The South Bronx Story
Carlos Henriquez is best known as the bassist for the Jazz at Lincoln Center Orchestra, a position he has held for over two decades. Henriquez is also a composer and bilingual artist, stepped in the Latin music of his Puerto Rican heritage. Currently, many acknowledge him as the most important Latin artist in NYC and The South Bronx Story speaks to Henriquez’s roots as he delivers a musical social history retrospective of that part of the borough where he grew up. It’s the same area that produced these legends: Tito Puente, Eddie Palmieri and Celia Cruz.
Henriques drew elite musicians to this project including trombonist Marshall Gilkes, saxophonist Melissa Aldana, pianist Robert Rodriguez, drummer Obed Calvaire, trumpeters Michael Rodriguez and Terell Stafford, and percussionist Anthony Almonte together with Jeremy Bosch on flutes and vocals. This is Henriquez’s third album as a leader, and it premiered in 2018 with high praise at Jazz at Lincoln Center. The album marries both his own personal history and the Puerto Rican heritage of the area. Music runs for little over an hour, ten compositions in all.
The opening titular track features extensive solos from Aldana, Gilkes, and both trumpeters with a percolating rhythm section passage that precedes the reprise of the theme. “Hydrants Love All,” written with his brother in mind, paints the classic image of playing among the fire hydrants during the summer heat. It is replete with joyous vocals and a salsa motif. These personal reminisces are interspersed with historical events such as “Borough of Fire” for the burning of low-income buildings during the ‘70s. Another is “Moses on the Cross,” the controversial legacy of Robert Moses and the construction of the Cross Bronx Expressway, today’s often jammed portion of 1-95. Bosch, known widely as one of the lead singers in the GRAMMY winning Spanish Harlem Orchestra, alternates between flute and singing here in the mambo section that follows another terrific Aldana solo. “Fort Apache” nods to the NYPD’s 41st Precinct Station House at 1086 Simpson Street in the Bronx and the 1981 movie named for it.
There are nods to significant leaders too. The ballad “Mama Lorraine,” featuring Stafford’s beautiful flugelhorn, is about the life and work of activist Lorraine Montenegro who, along with Evelin Lopez Antonetty, founded the United Bronx Parents but died in Puerto Rico in the aftermath of Hurricane Maria. “Black Benji,” another showcase for Aldana who delivers a Coltrane-esque intro, is for Cornell Benjamin, a peace negotiator among the gangs in the Bronx. Bosch delivers the spoken words while Aldana continues to stretch out throughout the piece.

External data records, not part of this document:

impl Pipeline {
    pub fn new(
        engine: Arc<RankingEngine<Repository>>,
        source: Option<Arc<dyn ArticleSource>>,
        summarizer: Option<Arc<dyn Summarize>>,
        settings: PipelineSettings,
    ) -> Self {
        Self {
            engine,
            source,
            summarizer,
            settings,
            running: Mutex::new(()),
        }
    }

    fn repo(&self) -> &Repository {
        self.engine.repository()
    }

    /// One full ingestion run. A second caller while a run is in flight
    /// gets `AlreadyRunning` instead of waiting.
    pub async fn refresh(&self) -> Result<RefreshOutcome> {
        let Ok(_running) = self.running.try_lock() else {
            tracing::info!("refresh already in progress");
            return Ok(RefreshOutcome::AlreadyRunning);
        };

        let source = self
            .source
            .as_deref()
            .ok_or_else(|| AppError::Config("OMNIVORE_API_KEY is not set".to_string()))?;
        let summarizer = self
            .summarizer
            .as_deref()
            .ok_or_else(|| AppError::Config("ANTHROPIC_API_KEY is not set".to_string()))?;

        let mut report = RefreshReport {
            purged: self.engine.purge_incomplete().await?,
            ..Default::default()
        };

        let existing = match self.repo().existing_urls().await {
            Ok(urls) => urls,
            Err(e) => {
                tracing::warn!("Could not read stored URLs, skipping duplicate check: {}", e);
                HashSet::new()
            }
        };

        let now = Utc::now();
        let candidates = self.select_candidates(source, &existing, now).await?;
        report.fetched = candidates.len();
        tracing::info!(candidates = candidates.len(), "summarising new articles");

        let context = self.summary_context().await;
        let context = &context;
        let mut summaries = stream::iter(candidates)
            .map(move |article| async move {
                let text = plain_text(&article.content);
                let summary = summarizer
                    .summarize_article(&article.title, &article.url, &text, context)
                    .await;
                (article, text, summary)
            })
            .buffer_unordered(SUMMARY_CONCURRENCY);

        while let Some((article, text, summary)) = summaries.next().await {
            let summary = match summary {
                Ok(summary) => summary,
                Err(e) => {
                    tracing::warn!("Failed to summarise {}: {}", article.url, e);
                    report.failed += 1;
                    continue;
                }
            };

            let new_article = NewArticle {
                title: article.title,
                url: article.url,
                content: text,
                long_summary: Some(summary.long_summary),
                short_summary: Some(summary.short_summary),
                interest_score: summary.interest_score,
                saved_at: article.saved_at,
            };
            let url = new_article.url.clone();
            match self.engine.store_article(new_article).await {
                Ok(id) => {
                    tracing::debug!(id, %url, "stored article");
                    report.stored += 1;
                }
                Err(e) => {
                    tracing::warn!("Failed to store {}: {}", url, e);
                    report.failed += 1;
                }
            }
        }

        self.repo().record_update(now).await?;
        if report.stored > 0 {
            self.refresh_newsletter_summary(summarizer).await;
        }

        tracing::info!(
            purged = report.purged,
            fetched = report.fetched,
            stored = report.stored,
            failed = report.failed,
            "refresh finished"
        );
        Ok(RefreshOutcome::Completed(report))
    }

    /// Page-load policy: an empty store is filled before rendering, a stale
    /// one is refreshed in the background.
    pub async fn ensure_fresh(self: &Arc<Self>) -> Result<()> {
        if self.repo().list_all().await?.is_empty() {
            tracing::info!("no articles stored, refreshing before render");
            if let Err(e) = self.refresh().await {
                tracing::error!("Initial refresh failed: {}", e);
            }
            return Ok(());
        }

        let last_update = self.repo().last_update().await?;
        if is_stale(last_update, self.settings.stale_after_days, Utc::now()) {
            self.spawn_refresh();
        }
        Ok(())
    }

    pub fn spawn_refresh(self: &Arc<Self>) {
        let pipeline = Arc::clone(self);
        tokio::spawn(async move {
            if let Err(e) = pipeline.refresh().await {
                tracing::error!("Background refresh failed: {}", e);
            }
        });
    }

    /// Newest unseen articles from the source, widening the lookback window
    /// until there are enough of them or the window hits its ceiling.
    async fn select_candidates(
        &self,
        source: &dyn ArticleSource,
        existing: &HashSet<String>,
        now: DateTime<Utc>,
    ) -> Result<Vec<SourceArticle>> {
        let settings = &self.settings;
        let step = settings.days_to_check.max(1);
        let mut first = settings.maximum_item_count.max(1).saturating_mul(2).min(MAX_REQUEST_SIZE);
        let mut pool = fetch_unseen(source, first, existing).await?;
        let mut days = settings.days_to_check;

        loop {
            let recent = within_days(&pool, days, now);
            if recent.len() >= settings.minimum_item_count || days >= settings.maximum_days_to_check {
                return Ok(take_newest(recent, settings.maximum_item_count));
            }

            days = (days + step).min(settings.maximum_days_to_check);
            tracing::debug!(days, found = recent.len(), "widening lookback");

            let recent = within_days(&pool, days, now);
            if recent.len() < settings.minimum_item_count && recent.len() == pool.len() {
                if first >= MAX_REQUEST_SIZE {
                    tracing::warn!("Request size limit reached with {} new articles", recent.len());
                    return Ok(take_newest(recent, settings.maximum_item_count));
                }
                first = first.saturating_mul(2).min(MAX_REQUEST_SIZE);
                let refetched = fetch_unseen(source, first, existing).await?;
                let before = pool.len();
                pool = merge_by_url(pool, refetched);
                if pool.len() == before {
                    tracing::warn!("Only found {} new articles", recent.len());
                    return Ok(take_newest(recent, settings.maximum_item_count));
                }
            }
        }
    }

    /// Top-scored articles and recent preferences, shown to the model so its
    /// scores line up with the reader's taste. Errors only shrink the context.
    async fn summary_context(&self) -> SummaryContext {
        let mut context = SummaryContext::default();

        match self.engine.ranked().await {
            Ok(ranked) => {
                context.examples = ranked
                    .iter()
                    .filter(|a| a.is_complete())
                    .take(EXAMPLE_COUNT)
                    .map(|a| ScoredExample {
                        title: a.title.clone(),
                        interest_score: a.interest_score,
                        short_summary: a.short_summary_text().to_string(),
                    })
                    .collect();
            }
            Err(e) => tracing::warn!("Could not load scoring examples: {}", e),
        }

        let comparisons = match self.repo().recent(PREFERENCE_COUNT).await {
            Ok(comparisons) => comparisons,
            Err(e) => {
                tracing::warn!("Could not load recent comparisons: {}", e);
                Vec::new()
            }
        };
        for comparison in comparisons {
            let winner = self.repo().get_by_id(comparison.winning_id).await;
            let loser = self.repo().get_by_id(comparison.losing_id).await;
            if let (Ok(Some(winner)), Ok(Some(loser))) = (winner, loser) {
                context.preferences.push(PreferenceExample {
                    winner_summary: winner.short_summary_text().to_string(),
                    winner_title: winner.title,
                    loser_summary: loser.short_summary_text().to_string(),
                    loser_title: loser.title,
                });
            }
        }

        context
    }

    async fn refresh_newsletter_summary(&self, summarizer: &dyn Summarize) {
        let featured = match self.engine.ranked().await {
            Ok(ranked) => ranked
                .into_iter()
                .take(self.settings.featured_count)
                .collect::<Vec<_>>(),
            Err(e) => {
                tracing::warn!("Could not load articles for newsletter summary: {}", e);
                return;
            }
        };

        match summarizer.summarize_newsletter(&featured).await {
            Ok(summary) => {
                if let Err(e) = self.repo().save_newsletter_summary(summary).await {
                    tracing::warn!("Failed to save newsletter summary: {}", e);
                }
            }
            Err(e) => tracing::warn!("Failed to generate newsletter summary: {}", e),
        }
    }
}

/// Due when never refreshed, or when the last refresh is `stale_after_days`
/// old or more.
pub fn is_stale(last_update: Option<DateTime<Utc>>, stale_after_days: i64, now: DateTime<Utc>) -> bool {
    match last_update {
        None => true,
        Some(at) => now - at >= Duration::days(stale_after_days),
    }
}

fn plain_text(html: &str) -> String {
    html2text::from_read(html.as_bytes(), TEXT_WIDTH).unwrap_or_else(|_| html.to_string())
}

/// Fetches `first` articles and drops those already stored, unusable URLs
/// and repeats. Newest first.
async fn fetch_unseen(
    source: &dyn ArticleSource,
    first: usize,
    existing: &HashSet<String>,
) -> Result<Vec<SourceArticle>> {
    let fetched = source.recent_articles(first).await?;
    let mut seen = HashSet::new();
    let mut unseen: Vec<SourceArticle> = fetched
        .into_iter()
        .filter(|article| match canonical_url(&article.url) {
            Some(url) => !existing.contains(&url) && seen.insert(url),
            None => {
                tracing::debug!(url = %article.url, "skipping article with unusable URL");
                false
            }
        })
        .collect();
    unseen.sort_by(|a, b| b.saved_at.cmp(&a.saved_at));
    Ok(unseen)
}

fn within_days(pool: &[SourceArticle], days: i64, now: DateTime<Utc>) -> Vec<SourceArticle> {
    let cutoff = now - Duration::days(days);
    pool.iter()
        .filter(|article| article.saved_at >= cutoff)
        .cloned()
        .collect()
}

fn take_newest(mut recent: Vec<SourceArticle>, limit: usize) -> Vec<SourceArticle> {
    recent.truncate(limit);
    recent
}

fn merge_by_url(mut pool: Vec<SourceArticle>, more: Vec<SourceArticle>) -> Vec<SourceArticle> {
    let known: HashSet<String> = pool.iter().map(|a| a.url.clone()).collect();
    pool.extend(more.into_iter().filter(|a| !known.contains(&a.url)));
    pool.sort_by(|a, b| b.saved_at.cmp(&a.saved_at));
    pool
}
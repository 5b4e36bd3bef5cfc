use std::sync::Arc;

use tracing_subscriber::EnvFilter;

mod ai;
mod app;
mod config;
mod db;
mod error;
mod models;
mod newsletter;
mod pipeline;
mod ranking;
mod services;
mod web;

#[cfg(test)]
mod test_support;

use app::App;
use config::Config;
use error::Result;
use pipeline::RefreshOutcome;

#[tokio::main]
async fn main() -> Result<()> {
    // Load configuration first so LOG_LEVEL can seed the filter
    let config = Config::load()?;

    // RUST_LOG wins over the configured level
    tracing_subscriber::fmt()
        .with_env_filter(
            EnvFilter::try_from_default_env()
                .unwrap_or_else(|_| EnvFilter::new(&config.log_level)),
        )
        .with_writer(std::io::stderr)
        .init();

    let args: Vec<String> = std::env::args().collect();
    let headless_refresh = args.iter().any(|a| a == "--refresh");
    let print_newsletter = args.iter().any(|a| a == "--newsletter");

    let app = Arc::new(App::new(config).await?);

    // Run the pipeline once and exit
    if headless_refresh {
        match app.pipeline.refresh().await? {
            RefreshOutcome::Completed(report) => println!(
                "Fetched {} articles: {} stored, {} failed, {} purged",
                report.fetched, report.stored, report.failed, report.purged
            ),
            RefreshOutcome::AlreadyRunning => println!("A refresh is already running"),
        }
        return Ok(());
    }

    if print_newsletter {
        print!("{}", app.newsletter().await?.markdown());
        return Ok(());
    }

    web::serve(app).await
}
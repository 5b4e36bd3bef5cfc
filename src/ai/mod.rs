mod summarizer;

use async_trait::async_trait;

use crate::error::Result;
use crate::models::{Article, ArticleSummary};

pub use summarizer::Summarizer;

/// A stored article shown to the model as a scoring reference.
#[derive(Debug, Clone, PartialEq)]
pub struct ScoredExample {
    pub title: String,
    pub interest_score: f64,
    pub short_summary: String,
}

/// One logged preference, resolved to titles and summaries.
#[derive(Debug, Clone, PartialEq)]
pub struct PreferenceExample {
    pub winner_title: String,
    pub winner_summary: String,
    pub loser_title: String,
    pub loser_summary: String,
}

#[derive(Debug, Clone, Default, PartialEq)]
pub struct SummaryContext {
    pub examples: Vec<ScoredExample>,
    pub preferences: Vec<PreferenceExample>,
}

#[async_trait]
pub trait Summarize: Send + Sync {
    async fn summarize_article(
        &self,
        title: &str,
        url: &str,
        content: &str,
        context: &SummaryContext,
    ) -> Result<ArticleSummary>;

    /// A short blurb introducing this week's articles.
    async fn summarize_newsletter(&self, articles: &[Article]) -> Result<String>;
}
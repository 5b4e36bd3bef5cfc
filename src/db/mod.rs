mod repository;
mod schema;

use std::collections::HashSet;

use async_trait::async_trait;

use crate::error::Result;
use crate::models::{Article, Comparison, NewArticle};

pub use repository::Repository;

/// Storage for articles. Implementations validate records at this boundary.
#[async_trait]
pub trait ArticleRepository: Send + Sync {
    /// Inserts or updates by URL and returns the article's id. An existing
    /// URL always keeps its id; `saved_at` is never overwritten.
    async fn upsert(&self, article: NewArticle) -> Result<i64>;

    async fn get_by_id(&self, id: i64) -> Result<Option<Article>>;

    /// All articles, highest `interest_score` first.
    async fn list_all(&self) -> Result<Vec<Article>>;

    /// Fails with `NotFound` when no such article exists.
    async fn update_score(&self, id: i64, score: f64) -> Result<()>;

    /// Deletes articles missing either summary; returns how many went.
    async fn purge_incomplete(&self) -> Result<usize>;

    async fn existing_urls(&self) -> Result<HashSet<String>>;
}

/// The append-only comparison log.
#[async_trait]
pub trait ComparisonRepository: Send + Sync {
    async fn append(&self, winning_id: i64, losing_id: i64) -> Result<i64>;

    /// Writes new scores and the comparisons that produced them in one
    /// transaction; nothing is written if any article is missing. Returns
    /// how many comparisons were logged.
    async fn record_ranking(&self, scores: Vec<(i64, f64)>, pairs: Vec<(i64, i64)>) -> Result<usize>;

    /// Newest first.
    async fn recent(&self, limit: usize) -> Result<Vec<Comparison>>;
}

Returning to the more personal pieces, “Soy Humano” (I Am Human) is about the obstacles Henriquez’s family dealt with in terms of the housing system and finances and it has Bosch singing above terrific piano, percussion, and ensemble horns. “Guajeo De Papi” is about his dad, colored by the exchanges of Gilkes and Rodriguez, Bosch’s tasteful flute, and the only extensive bass solo from the leader. The arousing “Hip Hop Con Clave” with Bosch of vocals above a bed of percussion is another of the distinctly salsa tunes, a joyous ode to the street life.
This outstanding project reflects the importance of Puerto Rican and the Bronx on the jazz and culture of NYC in general, shedding light on the area oft overshadowed by Harlem in projects of this type. Yet, we can’t help but notice the title’s resemblance to the musical West Side Story, which was a 1950s look at Puerto Rican gang life. This project will never reach that one’s lofty stature but is more comprehensive in terms of the Puerto Rican diaspora, teeming with outstanding compositions and astute musicianship throughout.